Improving tribological performance of lubricating oil using functionalized nanodiamonds as an additive material

Abstract

This study exposed the effect of detonated nanodiamonds modified by polyvinylpyrrolidone PVP as a surface stabilizer on the tribological and thermal properties of engine oil. These commercial DNDs were dispersed in the oil at low concentrations, only 0.001 wt% to 0.005 wt%, taking advantage of their high surface area and unique carbon structure to improve lubrication performance. The presence of functional groups and crystalline characteristics for DNDs was confirmed by FTIR and XRD analyses respectively, while SEM imaging coupled with 3D optical profilometry gave information on both surface morphology and wear profile.
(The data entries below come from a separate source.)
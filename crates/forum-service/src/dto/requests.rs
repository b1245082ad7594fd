//! Request DTOs for the service layer
//!
//! Structural constraints live in `Validate` derives; everything that
//! depends on the post kind or on runtime configuration is checked in
//! the services.

use serde::Deserialize;
use validator::Validate;

use forum_core::{EntityId, PostKind};

// ============================================================================
// Blog Requests
// ============================================================================

/// Create blog request
#[derive(Debug, Clone, Deserialize, Validate)]
pub struct CreateBlogRequest {
    #[validate(length(min = 1, max = 300, message = "Blog name must be 1-300 characters"))]
    pub name: String,

    #[validate(length(max = 3000, message = "Description must be at most 3000 characters"))]
    pub description: String,
}

// ============================================================================
// Post Requests
// ============================================================================

/// Create post request
///
/// `text`, `addition`, and `answers` are interpreted according to `kind`;
/// fields a kind does not use are ignored.
#[derive(Debug, Clone, Deserialize, Validate)]
pub struct CreatePostRequest {
    pub kind: PostKind,

    #[validate(length(min = 1, message = "Title must not be empty"))]
    pub title: String,

    /// Free-text body (required for simple posts)
    pub text: Option<String>,

    /// External URL (required for link and translate posts)
    pub addition: Option<String>,

    /// Answer option texts, in submission order (polls only)
    #[serde(default)]
    pub answers: Vec<String>,

    /// Blog to attach the post to; author must be a member
    pub blog: Option<EntityId>,
}

/// Edit post request
///
/// Only supplied fields are re-validated and applied; the post kind has
/// no representation here and therefore cannot change.
#[derive(Debug, Clone, Default, Deserialize)]
pub struct EditPostRequest {
    pub title: Option<String>,
    pub text: Option<String>,
    pub addition: Option<String>,
    pub is_draft: Option<bool>,
    pub is_commenting_locked: Option<bool>,
}
//! In-memory blog membership roster
//!
//! Membership is a fact owned by the excluded application layer; this
//! roster is the stand-in collaborator the core checks against.

use async_trait::async_trait;
use dashmap::DashMap;
use std::collections::HashSet;

use forum_core::traits::{BlogMembership, RepoResult};
use forum_core::value_objects::EntityId;

/// In-memory implementation of BlogMembership
#[derive(Default)]
pub struct MemoryBlogRoster {
    members: DashMap<EntityId, HashSet<EntityId>>,
}

impl MemoryBlogRoster {
    /// Create an empty roster
    pub fn new() -> Self {
        Self::default()
    }

    /// Record the user as a member of the blog
    pub fn add_member(&self, blog_id: EntityId, user_id: EntityId) {
        self.members.entry(blog_id).or_default().insert(user_id);
    }
}

#[async_trait]
impl BlogMembership for MemoryBlogRoster {
    async fn is_member(&self, blog_id: EntityId, user_id: EntityId) -> RepoResult<bool> {
        Ok(self
            .members
            .get(&blog_id)
            .is_some_and(|set| set.contains(&user_id)))
    }
}
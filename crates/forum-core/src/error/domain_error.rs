//! Domain errors - error types for the domain layer

use thiserror::Error;

use crate::value_objects::{EntityId, RateableTarget};

/// Domain layer errors
#[derive(Debug, Error)]
pub enum DomainError {
    // =========================================================================
    // Not Found Errors
    // =========================================================================
    #[error("Post not found: {0}")]
    PostNotFound(EntityId),

    #[error("Blog not found: {0}")]
    BlogNotFound(EntityId),

    #[error("User not found: {0}")]
    UserNotFound(EntityId),

    #[error("Unknown rateable target: {0}")]
    UnknownRateableTarget(RateableTarget),

    // =========================================================================
    // Validation Errors
    // =========================================================================
    #[error("Invalid vote value: {0} (expected +1 or -1)")]
    InvalidVoteValue(i64),

    #[error("Invalid {field}: {reason}")]
    ContentValidation { field: &'static str, reason: String },

    #[error("Duplicate answer option: {0:?}")]
    DuplicateAnswerOption(String),

    // =========================================================================
    // Authorization Errors
    // =========================================================================
    #[error("User {user_id} is not a member of blog {blog_id}")]
    NotBlogMember {
        blog_id: EntityId,
        user_id: EntityId,
    },

    // =========================================================================
    // Conflict Errors
    // =========================================================================
    #[error("User {user_id} is already subscribed to post {post_id}")]
    AlreadySubscribed {
        user_id: EntityId,
        post_id: EntityId,
    },

    #[error("User {user_id} is not subscribed to post {post_id}")]
    NotSubscribed {
        user_id: EntityId,
        post_id: EntityId,
    },

    #[error("User {user_id} has already starred post {post_id}")]
    AlreadyStarred {
        user_id: EntityId,
        post_id: EntityId,
    },

    #[error("User {user_id} has not starred post {post_id}")]
    NotStarred {
        user_id: EntityId,
        post_id: EntityId,
    },

    // =========================================================================
    // Infrastructure Errors (wrapped)
    // =========================================================================
    #[error("Storage error: {0}")]
    Storage(String),
}

impl DomainError {
    /// Get an error code string for API responses
    pub fn code(&self) -> &'static str {
        match self {
            // Not Found
            Self::PostNotFound(_) => "UNKNOWN_POST",
            Self::BlogNotFound(_) => "UNKNOWN_BLOG",
            Self::UserNotFound(_) => "UNKNOWN_USER",
            Self::UnknownRateableTarget(_) => "UNKNOWN_RATEABLE_TARGET",

            // Validation
            Self::InvalidVoteValue(_) => "INVALID_VOTE_VALUE",
            Self::ContentValidation { .. } => "CONTENT_VALIDATION_ERROR",
            Self::DuplicateAnswerOption(_) => "DUPLICATE_ANSWER_OPTION",

            // Authorization
            Self::NotBlogMember { .. } => "NOT_BLOG_MEMBER",

            // Conflict
            Self::AlreadySubscribed { .. } => "ALREADY_SUBSCRIBED",
            Self::NotSubscribed { .. } => "NOT_SUBSCRIBED",
            Self::AlreadyStarred { .. } => "ALREADY_STARRED",
            Self::NotStarred { .. } => "NOT_STARRED",

            // Infrastructure
            Self::Storage(_) => "STORAGE_ERROR",
        }
    }

    /// Check if this is a "not found" error
    pub fn is_not_found(&self) -> bool {
        matches!(
            self,
            Self::PostNotFound(_)
                | Self::BlogNotFound(_)
                | Self::UserNotFound(_)
                | Self::UnknownRateableTarget(_)
        )
    }

    /// Check if this is a validation error
    pub fn is_validation(&self) -> bool {
        matches!(
            self,
            Self::InvalidVoteValue(_)
                | Self::ContentValidation { .. }
                | Self::DuplicateAnswerOption(_)
        )
    }

    /// Check if this is an authorization error
    pub fn is_authorization(&self) -> bool {
        matches!(self, Self::NotBlogMember { .. })
    }

    /// Check if this is a conflict error
    pub fn is_conflict(&self) -> bool {
        matches!(
            self,
            Self::AlreadySubscribed { .. }
                | Self::NotSubscribed { .. }
                | Self::AlreadyStarred { .. }
                | Self::NotStarred { .. }
        )
    }
}
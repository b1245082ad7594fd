//! Post service
//!
//! The content pipeline: payload in, validated kind-specific post out.
//! Validation is all-or-nothing; nothing is written until the whole
//! payload has passed the checks for its declared kind.

use tracing::{info, instrument};
use validator::ValidateUrl;

use forum_core::{AnswerOption, DomainError, EntityId, Post, PostContent, PostKind};

use crate::dto::{CreatePostRequest, EditPostRequest, PostResponse};

use super::context::ServiceContext;
use super::error::{ServiceError, ServiceResult};

/// Post service
pub struct PostService<'a> {
    ctx: &'a ServiceContext,
}

impl<'a> PostService<'a> {
    /// Create a new PostService
    pub fn new(ctx: &'a ServiceContext) -> Self {
        Self { ctx }
    }

    /// Validate and materialize a new post
    ///
    /// For polls this includes the dependent answer options; the post
    /// and its answers are persisted as one unit.
    #[instrument(skip(self, req), fields(kind = %req.kind))]
    pub async fn create_post(
        &self,
        author_id: EntityId,
        req: CreatePostRequest,
    ) -> ServiceResult<PostResponse> {
        let title = self.checked_title(&req.title)?;
        self.check_blog_association(req.blog, author_id).await?;

        let post_id = self.ctx.generate_id();
        let content = self.build_content(post_id, &req)?;
        let post = Post::new(post_id, author_id, req.blog, title, content);

        self.ctx.post_repo().create(&post).await?;

        info!(
            post_id = %post.id,
            author_id = %author_id,
            kind = %post.kind(),
            "post created"
        );
        Ok(PostResponse::from(&post))
    }

    /// Apply a partial edit to an existing post
    ///
    /// Only supplied fields are re-validated, against the post's
    /// existing kind. Identity, kind, rating state, and subscriptions
    /// are untouched.
    #[instrument(skip(self, req))]
    pub async fn edit_post(
        &self,
        post_id: EntityId,
        req: EditPostRequest,
    ) -> ServiceResult<PostResponse> {
        let mut post = self
            .ctx
            .post_repo()
            .find_by_id(post_id)
            .await?
            .ok_or(DomainError::PostNotFound(post_id))?;

        if let Some(title) = &req.title {
            post.set_title(self.checked_title(title)?);
        }
        if let Some(text) = &req.text {
            post.set_body(self.checked_body(post.kind(), text)?);
        }
        if let Some(addition) = &req.addition {
            // Kinds without a URL ignore the field, as creation does.
            if matches!(post.kind(), PostKind::Link | PostKind::Translate) {
                post.set_url(checked_url(addition)?);
            }
        }
        if let Some(is_draft) = req.is_draft {
            post.is_draft = is_draft;
        }
        if let Some(locked) = req.is_commenting_locked {
            post.is_commenting_locked = locked;
        }

        self.ctx.post_repo().update(&post).await?;

        info!(post_id = %post.id, "post edited");
        Ok(PostResponse::from(&post))
    }

    /// Fetch a post by id
    #[instrument(skip(self))]
    pub async fn get_post(&self, post_id: EntityId) -> ServiceResult<PostResponse> {
        let post = self
            .ctx
            .post_repo()
            .find_by_id(post_id)
            .await?
            .ok_or_else(|| ServiceError::not_found("Post", post_id.to_string()))?;
        Ok(PostResponse::from(&post))
    }

    /// Build the kind-specific payload, running that kind's checks
    fn build_content(
        &self,
        post_id: EntityId,
        req: &CreatePostRequest,
    ) -> ServiceResult<PostContent> {
        match req.kind {
            PostKind::Simple => {
                let body = req.text.as_deref().unwrap_or_default();
                if body.trim().is_empty() {
                    return Err(content_error("text", "body must not be empty").into());
                }
                Ok(PostContent::Simple {
                    body: self.checked_body(PostKind::Simple, body)?,
                })
            }
            PostKind::Link | PostKind::Translate => {
                let addition = req
                    .addition
                    .as_deref()
                    .ok_or_else(|| content_error("addition", "external URL is required"))?;
                let url = checked_url(addition)?;
                let body = match req.text.as_deref() {
                    Some(text) if !text.trim().is_empty() => {
                        Some(self.checked_body(req.kind, text)?)
                    }
                    _ => None,
                };
                Ok(match req.kind {
                    PostKind::Link => PostContent::Link { body, url },
                    _ => PostContent::Translate { body, url },
                })
            }
            PostKind::Poll => Ok(PostContent::Poll {
                answers: self.build_answers(post_id, &req.answers)?,
            }),
        }
    }

    /// Materialize poll answers, preserving submission order
    fn build_answers(
        &self,
        post_id: EntityId,
        texts: &[String],
    ) -> ServiceResult<Vec<AnswerOption>> {
        if texts.is_empty() {
            return Err(content_error("answers", "a poll needs at least one answer").into());
        }
        let max = self.ctx.config().max_poll_answers;
        if texts.len() > max {
            return Err(content_error("answers", format!("at most {max} answers allowed")).into());
        }

        let mut answers: Vec<AnswerOption> = Vec::with_capacity(texts.len());
        for (position, raw) in texts.iter().enumerate() {
            let text = raw.trim();
            if text.is_empty() {
                return Err(content_error("answers", "answer text must not be empty").into());
            }
            if answers.iter().any(|a| a.text == text) {
                return Err(DomainError::DuplicateAnswerOption(text.to_string()).into());
            }
            answers.push(AnswerOption::new(
                self.ctx.generate_id(),
                post_id,
                text.to_string(),
                position as u32,
            ));
        }
        Ok(answers)
    }

    /// Enforce the blog-association precondition
    async fn check_blog_association(
        &self,
        blog_id: Option<EntityId>,
        author_id: EntityId,
    ) -> ServiceResult<()> {
        let Some(blog_id) = blog_id else {
            return Ok(());
        };
        if !self.ctx.blog_repo().exists(blog_id).await? {
            return Err(DomainError::BlogNotFound(blog_id).into());
        }
        if !self.ctx.membership().is_member(blog_id, author_id).await? {
            return Err(DomainError::NotBlogMember { blog_id, user_id: author_id }.into());
        }
        Ok(())
    }

    fn checked_title(&self, raw: &str) -> ServiceResult<String> {
        let title = raw.trim();
        if title.is_empty() {
            return Err(content_error("title", "must not be empty").into());
        }
        let max = self.ctx.config().max_title_length;
        if title.chars().count() > max {
            return Err(content_error("title", format!("at most {max} characters")).into());
        }
        Ok(title.to_string())
    }

    fn checked_body(&self, kind: PostKind, raw: &str) -> ServiceResult<String> {
        if kind == PostKind::Poll {
            return Err(content_error("text", "poll posts have no body").into());
        }
        if kind == PostKind::Simple && raw.trim().is_empty() {
            return Err(content_error("text", "body must not be empty").into());
        }
        let max = self.ctx.config().max_body_length;
        if raw.chars().count() > max {
            return Err(content_error("text", format!("at most {max} characters")).into());
        }
        Ok(raw.to_string())
    }
}

fn checked_url(raw: &str) -> ServiceResult<String> {
    let url = raw.trim();
    if !url.validate_url() {
        return Err(content_error("addition", "not a valid URL").into());
    }
    Ok(url.to_string())
}

fn content_error(field: &'static str, reason: impl Into<String>) -> DomainError {
    DomainError::ContentValidation {
        field,
        reason: reason.into(),
    }
}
Zeta potential measurements indicated a significant increase in dispersion stability, with values changing from 14.3 mV to −27.4 mV, ensuring long-term suspension and preventing aggregation of the nanoparticles. Tribological testing showed a substantial reduction in surface roughness, with treated samples exhibiting surface roughness approximately six times lower than those observed with base oil. The mass wear rate was reduced after using nano-lubricant 0.005 wt% by 260%. The thermal stability of the lubricant also improved, as reflected by a 2.2% increase in flashpoints. Furthermore, kinematic and dynamic viscosities increased by 10.87% and 4.95%, respectively, suggesting an improvement in oil film strength and load-bearing capacity. The synergistic effects of DND dispersion, surface interaction, and film formation contributed to reduced friction, enhanced wear resistance, and better thermal management. These findings support the potential of PVP-modified DNDs as effective nanoscale additives for extending engine life and improving lubrication efficiency under demanding operating conditions.